Altered expression of cyclin A 1 in muscle of patients with facioscapulohumeral muscle dystrophy (FSHD-1)

Abstract

Objectives: Cyclin A1 regulates cell cycle activity and proliferation in somatic and germ-line cells. Its expression increases in G1/S phase and reaches a maximum in G2 and M phases. Altered cyclin A1 expression might contribute to clinical symptoms in facioscapulohumeral muscular dystrophy (FSHD).

Methods: Muscle biopsies were taken from the Vastus lateralis muscle for cDNA microarray, RT-PCR, immunohistochemistry and Western blot analyses to assess RNA and protein expression of cyclin A1 in human muscle cell lines and muscle tissue. Muscle fibers diameter was calculated on cryosections to test for hypertrophy.

Results: cDNA microarray data showed specifically elevated cyclin A1 levels in FSHD vs. other muscular disorders such as caveolinopathy, dysferlinopathy, four and a half LIM domains protein 1 deficiency and healthy controls. Data could be confirmed with RT-PCR and Western blot analysis showing up-regulated cyclin A1 levels also at protein level. We found also clear signs of hypertrophy within the Vastus lateralis muscle in FSHD-1 patients.

Conclusions: In most somatic human cell lines, cyclin A1 levels are low. Overexpression of cyclin A1 in FSHD indicates cell cycle dysregulation in FSHD and might contribute to clinical symptoms of this disease.

Figure 1. Cyclin A1 expression levels in FSHD and other myopathies (microarrays).

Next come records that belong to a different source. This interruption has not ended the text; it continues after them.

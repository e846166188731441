//! Bookmarks: shared links. Resubmitting a URL collapses into one entry
//! when results are aggregated.

use palimpsest_view::Resource;
use serde::{Deserialize, Serialize};

use super::require;

#[derive(Debug, Clone, PartialEq, Eq, Serialize, Deserialize)]
pub struct Bookmark {
    pub url: String,
    #[serde(default)]
    pub title: String,
    #[serde(default)]
    pub tags: Vec<String>,
}

impl Bookmark {
    pub fn new(url: impl Into<String>, title: impl Into<String>) -> Self {
        Self {
            url: url.into(),
            title: title.into(),
            tags: Vec::new(),
        }
    }

    pub fn tagged<I, T>(mut self, tags: I) -> Self
    where
        I: IntoIterator<Item = T>,
        T: Into<String>,
    {
        self.tags.extend(tags.into_iter().map(Into::into));
        self
    }
}

/// Lowercased, trimmed, without a trailing slash or fragment.
pub fn normalize_url(url: &str) -> String {
    let url = url.trim();
    let url = url.split('#').next().unwrap_or(url);
    url.trim_end_matches('/').to_ascii_lowercase()
}

impl Resource for Bookmark {
    const TYPE: &'static str = "bookmark";

    fn dedupe_key(&self) -> Option<String> {
        Some(normalize_url(&self.url))
    }

    fn validate(&self) -> Result<(), String> {
        require(&self.url, "url")?;
        if !self.url.contains("://") {
            return Err(format!("not an absolute url: {}", self.url));
        }
        Ok(())
    }

    fn title(&self) -> &str {
        if self.title.is_empty() {
            &self.url
        } else {
            &self.title
        }
    }
}

#[cfg(test)]
mod tests {
    use super::*;

    #[test]
    fn test_normalize_url() {
        assert_eq!(
            normalize_url(" HTTPS://Example.org/Path/#top "),
            "https://example.org/path"
        );
        assert_eq!(
            Bookmark::new("https://example.org/", "").dedupe_key(),
            Bookmark::new("https://EXAMPLE.org", "x").dedupe_key()
        );
    }

    #[test]
    fn test_relative_url_is_rejected() {
        assert!(Bookmark::new("example.org", "").validate().is_err());
    }

    #[test]
    fn test_title_falls_back_to_url() {
        assert_eq!(Bookmark::new("https://a.b", "").title(), "https://a.b");
    }
}
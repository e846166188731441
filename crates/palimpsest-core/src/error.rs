//! Error types for Palimpsest Core.

use thiserror::Error;

use crate::types::EntryKey;

/// Errors raised while building, encoding, or decoding entries.
#[derive(Debug, Error)]
pub enum CoreError {
    #[error("invalid signature")]
    InvalidSignature,

    #[error("invalid public key")]
    InvalidPublicKey,

    #[error("malformed entry: {0}")]
    MalformedEntry(String),

    #[error("encoding error: {0}")]
    EncodingError(String),

    #[error("decoding error: {0}")]
    DecodingError(String),
}

/// Structural and signature checks on a single entry.
#[derive(Debug, Error)]
pub enum ValidationError {
    #[error("signature verification failed")]
    SignatureFailed,

    #[error("content hash does not match header")]
    ContentHashMismatch,

    #[error("unsupported entry version: {0}")]
    UnsupportedVersion(u8),

    #[error("invalid sequence number: expected {expected}, got {got}")]
    InvalidSequence { expected: u64, got: u64 },

    #[error("invalid prev pointer: expected {expected:?}, got {got:?}")]
    InvalidPrev {
        expected: Option<EntryKey>,
        got: Option<EntryKey>,
    },

    #[error("undecodable content: {0}")]
    UndecodableContent(String),

    #[error("resource type must not be empty")]
    EmptyResourceType,
}

impl From<CoreError> for ValidationError {
    fn from(e: CoreError) -> Self {
        match e {
            CoreError::InvalidSignature | CoreError::InvalidPublicKey => {
                ValidationError::SignatureFailed
            }
            CoreError::MalformedEntry(msg)
            | CoreError::EncodingError(msg)
            | CoreError::DecodingError(msg) => ValidationError::UndecodableContent(msg),
        }
    }
}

CCNA1 Human Exon 1.0 ST Array signal levels in FSHD (n = 4), healthy controls (n = 7), CAV3 (n = 4), DYSF (n = 4) and FHL1 (n = 3).

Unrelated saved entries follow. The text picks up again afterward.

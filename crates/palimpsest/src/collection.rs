//! Per-type collections: the uniform read/write surface for one resource
//! type.

use std::marker::PhantomData;

use palimpsest_core::{ActionMarker, AuthorId, Content, LogEntry, RootId};
use palimpsest_store::FeedStore;
use palimpsest_view::{
    chain_history, derive_status, Actionable, CurrentRecord, LiveSet, Resource, Revision, Status,
};
use tracing::info;

use crate::config::EngineConfig;
use crate::context::Context;
use crate::error::{EngineError, Result};
use crate::mutation::MutationHelper;
use crate::reader::EntryReader;

/// Filter for [`Collection::list_all`]. Empty matches everything.
#[derive(Debug, Clone, Default, PartialEq, Eq)]
pub struct ListFilter {
    pub owner: Option<AuthorId>,
    /// Compared against the effective status at the context's `now`.
    pub status: Option<Status>,
    /// Keep resources created strictly after this instant.
    pub created_after: Option<i64>,
}

impl ListFilter {
    pub fn owned_by(mut self, owner: AuthorId) -> Self {
        self.owner = Some(owner);
        self
    }

    pub fn with_status(mut self, status: Status) -> Self {
        self.status = Some(status);
        self
    }

    pub fn created_after(mut self, at: i64) -> Self {
        self.created_after = Some(at);
        self
    }

    pub fn matches<R>(&self, record: &CurrentRecord<R>) -> bool {
        self.owner.map_or(true, |owner| record.owner == owner)
            && self.status.map_or(true, |status| record.status == Some(status))
            && self.created_after.map_or(true, |at| record.created_at > at)
    }
}

/// All operations on resources of type `R`.
pub struct Collection<'e, S: ?Sized, R> {
    store: &'e S,
    config: &'e EngineConfig,
    _resource: PhantomData<fn() -> R>,
}

impl<'e, S: FeedStore + ?Sized, R: Resource> Collection<'e, S, R> {
    pub fn new(store: &'e S, config: &'e EngineConfig) -> Self {
        Self {
            store,
            config,
            _resource: PhantomData,
        }
    }

    fn reader(&self) -> EntryReader<'e, S> {
        EntryReader::new(self.store, self.config.verify_signatures)
    }

    fn mutations(&self) -> MutationHelper<'e, S> {
        MutationHelper::new(self.store, self.config)
    }

    // ─────────────────────────────────────────────────────────────────────────
    // Reads
    // ─────────────────────────────────────────────────────────────────────────

    /// The raw live set, with stored status and faults.
    pub async fn live_set(&self) -> Result<LiveSet<R>> {
        self.reader().live_set::<R>().await
    }

    /// Live records matching `filter`, newest first.
    pub async fn list_all(
        &self,
        ctx: &Context<'_>,
        filter: &ListFilter,
    ) -> Result<Vec<CurrentRecord<R>>> {
        self.list_where(ctx, |record| filter.matches(record)).await
    }

    /// Live records for which `predicate` holds, newest first.
    ///
    /// Status is derived at `ctx.now` before the predicate runs.
    pub async fn list_where(
        &self,
        ctx: &Context<'_>,
        predicate: impl Fn(&CurrentRecord<R>) -> bool,
    ) -> Result<Vec<CurrentRecord<R>>> {
        let live = self.live_set().await?;
        let mut records: Vec<CurrentRecord<R>> = live
            .into_records()
            .into_iter()
            .map(|record| record.evaluate(ctx.now))
            .filter(|record| predicate(record))
            .collect();

        records.sort_by(|a, b| b.created_at.cmp(&a.created_at).then_with(|| a.id.cmp(&b.id)));
        Ok(records)
    }

    pub async fn get_by_id(&self, ctx: &Context<'_>, root: &RootId) -> Result<CurrentRecord<R>> {
        let record = self.reader().current::<R>(root).await?;
        Ok(record.evaluate(ctx.now))
    }

    /// Every link of the chain, Creation first. Includes hidden chains.
    pub async fn history(&self, root: &RootId) -> Result<Vec<Revision<R>>> {
        let entries = self.reader().read_all(Some(&[R::TYPE])).await?;
        chain_history::<R>(&entries, root).ok_or(EngineError::NotFound(*root))
    }

    // ─────────────────────────────────────────────────────────────────────────
    // Writes
    // ─────────────────────────────────────────────────────────────────────────

    /// Publish a Creation. Its key is the new resource's root id.
    pub async fn create(&self, ctx: &Context<'_>, fields: R) -> Result<LogEntry> {
        fields.validate().map_err(EngineError::InvalidFields)?;

        let content = Content::creation(R::TYPE, &fields)?;
        let entry = self.store.append(ctx.actor, ctx.now, &content).await?;
        info!(resource_type = R::TYPE, root = %entry.key(), "created resource");
        Ok(entry)
    }

    /// Replace the fields of `root`, keeping recorded actions.
    ///
    /// Owner only. Fails `InvalidState` once the effective status is
    /// terminal.
    pub async fn update(&self, ctx: &Context<'_>, root: &RootId, fields: R) -> Result<LogEntry> {
        let actor = ctx.actor_id();
        let now = ctx.now;
        self.mutations()
            .apply(ctx, root, None, move |current, next: &mut R| {
                ensure_owner(&actor, current)?;
                ensure_open(current, now)?;
                let mut fields = fields;
                fields.carry_over(next);
                *next = fields;
                Ok(())
            })
            .await
    }

    /// Change some fields of `root` in place. Same rules as [`update`].
    ///
    /// [`update`]: Collection::update
    pub async fn modify(
        &self,
        ctx: &Context<'_>,
        root: &RootId,
        change: impl FnOnce(&mut R),
    ) -> Result<LogEntry> {
        let actor = ctx.actor_id();
        let now = ctx.now;
        self.mutations()
            .apply(ctx, root, None, move |current, next: &mut R| {
                ensure_owner(&actor, current)?;
                ensure_open(current, now)?;
                change(next);
                Ok(())
            })
            .await
    }

    /// Tombstone the current tip. Owner only.
    pub async fn remove(&self, ctx: &Context<'_>, root: &RootId) -> Result<LogEntry> {
        let current = self.reader().current::<R>(root).await?;
        ensure_owner(&ctx.actor_id(), &current)?;

        let content = Content::tombstone(current.tip, ctx.now).with_reason("removed");
        let entry = self.store.append(ctx.actor, ctx.now, &content).await?;
        info!(resource_type = R::TYPE, root = %root, key = %entry.key(), "removed resource");
        Ok(entry)
    }
}

impl<'e, S: FeedStore + ?Sized, R: Actionable> Collection<'e, S, R> {
    /// Record the actor in `category`. At most once per actor.
    ///
    /// Open to any actor. Fails `AlreadyActed` on a repeat, leaving the log
    /// untouched.
    pub async fn record_action(
        &self,
        ctx: &Context<'_>,
        root: &RootId,
        category: &str,
    ) -> Result<LogEntry> {
        let actor = ctx.actor_id();
        let now = ctx.now;
        let marker = ActionMarker {
            category: category.to_string(),
            actor,
        };
        self.mutations()
            .apply(ctx, root, Some(marker), move |current, next: &mut R| {
                ensure_accepts(next, category)?;
                ensure_open(current, now)?;
                next.ledger_mut().record(category, actor, R::SCOPE)?;
                Ok(())
            })
            .await
    }

    /// Add the actor to `category`, or remove them if already present.
    pub async fn toggle_action(
        &self,
        ctx: &Context<'_>,
        root: &RootId,
        category: &str,
    ) -> Result<LogEntry> {
        let actor = ctx.actor_id();
        let now = ctx.now;
        let marker = ActionMarker {
            category: category.to_string(),
            actor,
        };
        self.mutations()
            .apply(ctx, root, Some(marker), move |current, next: &mut R| {
                ensure_accepts(next, category)?;
                ensure_open(current, now)?;
                next.ledger_mut().toggle(category, actor, R::SCOPE);
                Ok(())
            })
            .await
    }
}

fn ensure_owner<R>(actor: &AuthorId, current: &CurrentRecord<R>) -> Result<()> {
    if actor != &current.owner {
        return Err(EngineError::PermissionDenied {
            actor: *actor,
            owner: current.owner,
        });
    }
    Ok(())
}

fn ensure_open<R: Resource>(current: &CurrentRecord<R>, now: i64) -> Result<()> {
    match derive_status(&current.body, now) {
        Some(status) if status.is_terminal() => Err(EngineError::InvalidState(format!(
            "{} {} is {:?}",
            R::TYPE,
            current.id,
            status
        ))),
        _ => Ok(()),
    }
}

fn ensure_accepts<R: Actionable>(resource: &R, category: &str) -> Result<()> {
    if !resource.accepts(category) {
        return Err(EngineError::UnknownCategory(category.to_string()));
    }
    Ok(())
}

Figure 2. Cyclin A1 expression levels in FSHD (RT-PCR).

(A) CCNA1 ΔCt-18S in myotubes derived from FSHD patients (n = 7) and age-matched healthy controls (n = 7), ΔΔCt = −3.2, n-fold change: 2^{−ΔΔCt =}9.2. Data are given as median, 25^th and 75^th percentiles and range. *) p<0.05; Mann-Whitney U-test; (B) CCNA1 ΔCt-18S in muscle tissue derived from FSHD patients (n = 3) and age-matched healthy controls (n = 3), ΔΔCt = −1.9, n-fold change: 2^{−ΔΔCt =}3.7. Data are given as single values; (C) CCNA1 ΔCt-18S in myoblasts (MB) and myotues (MT) from healthy controls (n = 14), ΔΔCt = 0.3. Data are given as median; (D) CCNA1 ΔCt-18S in MB and MT from FSHD patients (n = 7), ΔΔCt = 2.0. Data are given as median.

Figure 3. Immunostaining of myoblasts (MB), and myoblasts and myotubes (MB-MT).

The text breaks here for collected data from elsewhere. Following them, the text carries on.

//! Store failures surface unchanged through the engine.

use anyhow::Result;
use palimpsest::resources::Task;
use palimpsest::{Context, Engine, EngineConfig, EngineError, ListFilter};
use palimpsest_store::{FeedStore, StoreError};
use palimpsest_testkit::fixtures::{Participant, EPOCH};
use palimpsest_testkit::{init_tracing, FlakyFeed};

fn unavailable<T>(result: palimpsest::Result<T>) -> bool {
    matches!(result, Err(EngineError::Store(StoreError::Unavailable(_))))
}

#[tokio::test]
async fn test_unreachable_store_fails_every_operation() -> Result<()> {
    init_tracing();
    let engine = Engine::new(FlakyFeed::new(), EngineConfig::default());
    let alice = Participant::new("alice", 1);
    let ctx = Context::new(&alice.keypair, EPOCH);
    let tasks = engine.collection::<Task>();

    let root = tasks.create(&ctx, Task::new("fix the gate")).await?.key();
    let stored = engine.store().inner().read_all(None).await?;

    engine.store().set_reachable(false);

    assert!(unavailable(tasks.list_all(&ctx, &ListFilter::default()).await));
    assert!(unavailable(tasks.get_by_id(&ctx, &root).await));
    assert!(unavailable(tasks.create(&ctx, Task::new("again")).await));
    assert!(unavailable(
        tasks.modify(&ctx, &root, |task| task.title = "renamed".into()).await
    ));
    assert!(unavailable(tasks.remove(&ctx, &root).await));
    assert!(unavailable(engine.ingest(&stored[0]).await));

    // Nothing was written while the store was down.
    assert_eq!(engine.store().inner().len(), 1);

    engine.store().set_reachable(true);
    let record = tasks.get_by_id(&ctx, &root).await?;
    assert_eq!(record.body.title, "fix the gate");
    assert_eq!(record.version, 0);
    Ok(())
}

#[tokio::test]
async fn test_activity_propagates_store_errors() -> Result<()> {
    let engine = Engine::new(FlakyFeed::new(), EngineConfig::default());
    let alice = Participant::new("alice", 1);
    let ctx = Context::new(&alice.keypair, EPOCH);

    engine.store().set_reachable(false);
    let result = engine
        .activity(&ctx, &Default::default(), Default::default())
        .await;
    assert!(unavailable(result));
    Ok(())
}
//! Proptest strategies for random edit histories.
//!
//! A history is a list of [`Step`]s replayed by [`build_history`] into a
//! signed, feed-contiguous log. Edits pick an arbitrary earlier link as
//! their predecessor, so forks are common; tombstones pick any earlier
//! entry and any author, so foreign and misdirected tombstones show up too.

use palimpsest_core::{Content, EntryBuilder, EntryKey, Keypair, LogEntry};
use palimpsest_view::{Resource, TombstonePolicy};
use proptest::prelude::*;
use rand::rngs::StdRng;
use rand::{Rng, SeedableRng};
use serde::{Deserialize, Serialize};

/// Number of distinct authors a generated history draws from.
pub const AUTHORS: u8 = 3;

/// Timestamp of the first generated entry.
pub const BASE_TIME: i64 = 1_700_000_000_000;

/// A tip-only resource type for generated histories.
#[derive(Debug, Clone, PartialEq, Eq, Serialize, Deserialize)]
pub struct Note {
    pub text: String,
}

impl Resource for Note {
    const TYPE: &'static str = "note";
}

/// A whole-chain resource type for generated histories.
#[derive(Debug, Clone, PartialEq, Eq, Serialize, Deserialize)]
pub struct Notice {
    pub text: String,
}

impl Resource for Notice {
    const TYPE: &'static str = "notice";
    const POLICY: TombstonePolicy = TombstonePolicy::WholeChain;
}

/// One generated write.
#[derive(Debug, Clone, Copy, PartialEq, Eq)]
pub enum Step {
    /// A new Note (or Notice, when `whole_chain`).
    Create { author: u8, whole_chain: bool },
    /// An edit superseding the `pick`-th link written so far.
    Edit { author: u8, pick: usize },
    /// A tombstone targeting the `pick`-th entry written so far.
    Tombstone { author: u8, pick: usize },
    /// An edit whose predecessor was never written.
    Stray { author: u8, target: [u8; 32] },
    /// A Note creation whose body is not a Note.
    Garbled { author: u8 },
}

impl Step {
    fn author(&self) -> u8 {
        match *self {
            Step::Create { author, .. }
            | Step::Edit { author, .. }
            | Step::Tombstone { author, .. }
            | Step::Stray { author, .. }
            | Step::Garbled { author } => author,
        }
    }
}

/// The keypair behind author index `n`.
pub fn author(n: u8) -> Keypair {
    Keypair::from_seed(&[n % AUTHORS + 1; 32])
}

/// Strategy for a single step, weighted toward creates and edits.
pub fn step() -> impl Strategy<Value = Step> {
    let author = 0..AUTHORS;
    prop_oneof![
        4 => (author.clone(), any::<bool>())
            .prop_map(|(author, whole_chain)| Step::Create { author, whole_chain }),
        6 => (author.clone(), any::<usize>()).prop_map(|(author, pick)| Step::Edit { author, pick }),
        3 => (author.clone(), any::<usize>())
            .prop_map(|(author, pick)| Step::Tombstone { author, pick }),
        1 => (author.clone(), any::<[u8; 32]>())
            .prop_map(|(author, target)| Step::Stray { author, target }),
        1 => author.prop_map(|author| Step::Garbled { author }),
    ]
}

/// Strategy for a signed history of at most `max_steps` entries.
pub fn history(max_steps: usize) -> impl Strategy<Value = Vec<LogEntry>> {
    prop::collection::vec(step(), 1..=max_steps).prop_map(|steps| build_history(&steps))
}

/// Strategy for a history together with a permutation of it.
pub fn shuffled_history(
    max_steps: usize,
) -> impl Strategy<Value = (Vec<LogEntry>, Vec<LogEntry>)> {
    history(max_steps).prop_flat_map(|log| (Just(log.clone()), Just(log).prop_shuffle()))
}

/// `count` steps drawn from a seeded RNG, for benchmarks.
pub fn random_steps(count: usize, seed: u64) -> Vec<Step> {
    let mut rng = StdRng::seed_from_u64(seed);
    (0..count)
        .map(|_| {
            let author = rng.gen_range(0..AUTHORS);
            match rng.gen_range(0..20) {
                0..=5 => Step::Create {
                    author,
                    whole_chain: rng.gen_bool(0.3),
                },
                6..=16 => Step::Edit {
                    author,
                    pick: rng.gen(),
                },
                17..=18 => Step::Tombstone {
                    author,
                    pick: rng.gen(),
                },
                _ => Step::Stray {
                    author,
                    target: rng.gen(),
                },
            }
        })
        .collect()
}

/// Replay `steps` into a signed log.
///
/// Steps that have nothing to point at yet are skipped. Timestamps advance
/// every second entry, so equal timestamps are common.
pub fn build_history(steps: &[Step]) -> Vec<LogEntry> {
    let keypairs: Vec<Keypair> = (0..AUTHORS).map(author).collect();
    let mut heads: Vec<Option<(u64, EntryKey)>> = vec![None; usize::from(AUTHORS)];
    // (key, type, depth) of every Creation and Edit written so far.
    let mut links: Vec<(EntryKey, &'static str, u64)> = Vec::new();
    let mut log: Vec<LogEntry> = Vec::new();

    for (i, step) in steps.iter().enumerate() {
        let timestamp = BASE_TIME + (i as i64 / 2) * 1_000;
        let text = format!("revision {i}");

        let (content, link) = match *step {
            Step::Create { whole_chain, .. } => {
                let ty = if whole_chain { Notice::TYPE } else { Note::TYPE };
                (body(Content::creation(ty, &Note { text })), Some((ty, 0)))
            }
            Step::Edit { pick, .. } => {
                if links.is_empty() {
                    continue;
                }
                let (target, ty, depth) = links[pick % links.len()];
                let edit = Content::edit(ty, target, depth + 1, &Note { text });
                (body(edit), Some((ty, depth + 1)))
            }
            Step::Tombstone { pick, .. } => {
                if log.is_empty() {
                    continue;
                }
                let target = log[pick % log.len()].key();
                (Content::tombstone(target, timestamp), None)
            }
            Step::Stray { target, .. } => {
                let missing = EntryKey::from_bytes(target);
                (body(Content::edit(Note::TYPE, missing, 1, &Note { text })), None)
            }
            Step::Garbled { .. } => (body(Content::creation(Note::TYPE, &i)), None),
        };

        let index = usize::from(step.author());
        let signer = &keypairs[index];
        let builder = match heads[index] {
            Some((seq, prev)) => EntryBuilder::new(signer.author_id(), seq + 1).prev(prev),
            None => EntryBuilder::new(signer.author_id(), 1),
        };
        let entry = body(builder.timestamp(timestamp).content(&content)).sign(signer);

        heads[index] = Some((entry.seq(), entry.key()));
        if let Some((ty, depth)) = link {
            links.push((entry.key(), ty, depth));
        }
        log.push(entry);
    }

    log
}

/// Generated bodies are plain structs and integers; encoding them cannot fail.
fn body<T, E: std::fmt::Debug>(result: Result<T, E>) -> T {
    result.expect("generated content encodes")
}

(40×magnification) from one FSHD patient and one healthy control. Desmin (red), cyclin A1 (green), Hoechst (blue) staining. Cyclin A1 was detected in nuclei of myoblasts and myotubes derived from both FSHD patients and healthy controls.

Figure 4. (A) Cyclin A1 protein expression (representative Western blot) in myotubes from FSHD patients (n = 4) and age-matched healthy controls (n = 4).

(B) Cyclin A1 protein expression (relative changes) in the Vastus lateralis muscle from FSHD patients and healthy controls (data derived from A).

Figure 5. Immunostaining of cryosections of muscle tissue (40×magnification) from one FSHD patient and one age-matched control.

Dystrophin (red), cyclin A1 (green), Hoechst (blue) staining.

Figure 6. (A) Cyclin A1 protein expression (representative Western blot) in muscle tissue from FSHD patients (n = 3) and age-matched healthy controls (n = 3).

(B) Cyclin A1 protein expression (relative changes) in the Vastus lateralis muscle from FSHD patients and healthy controls (data derived from A)

Figure 7. Distribution patterns of myofiber diameters derived from FSHD patients (n = 5) and age-matched healthy controls (n = 5).

Diameters (µm) from 1000 myofibers each were measured in H&E-stained cross sections under a light microscope by using the Image J software. Cumulative data are presented (FSHD: mean 71 µm, SD 23 µm; Control: mean 59 µm, SD 17 µm), p<0.001, Wilcoxon test.

Figure 8. Cross sections of muscle fibers of (A) one FSHD patient and (B) one healthy control (20×magnification, H&E-stained).

Myofiber diameter size difference indicates hypertrophy in the Vastus lateralis muscle of the patient.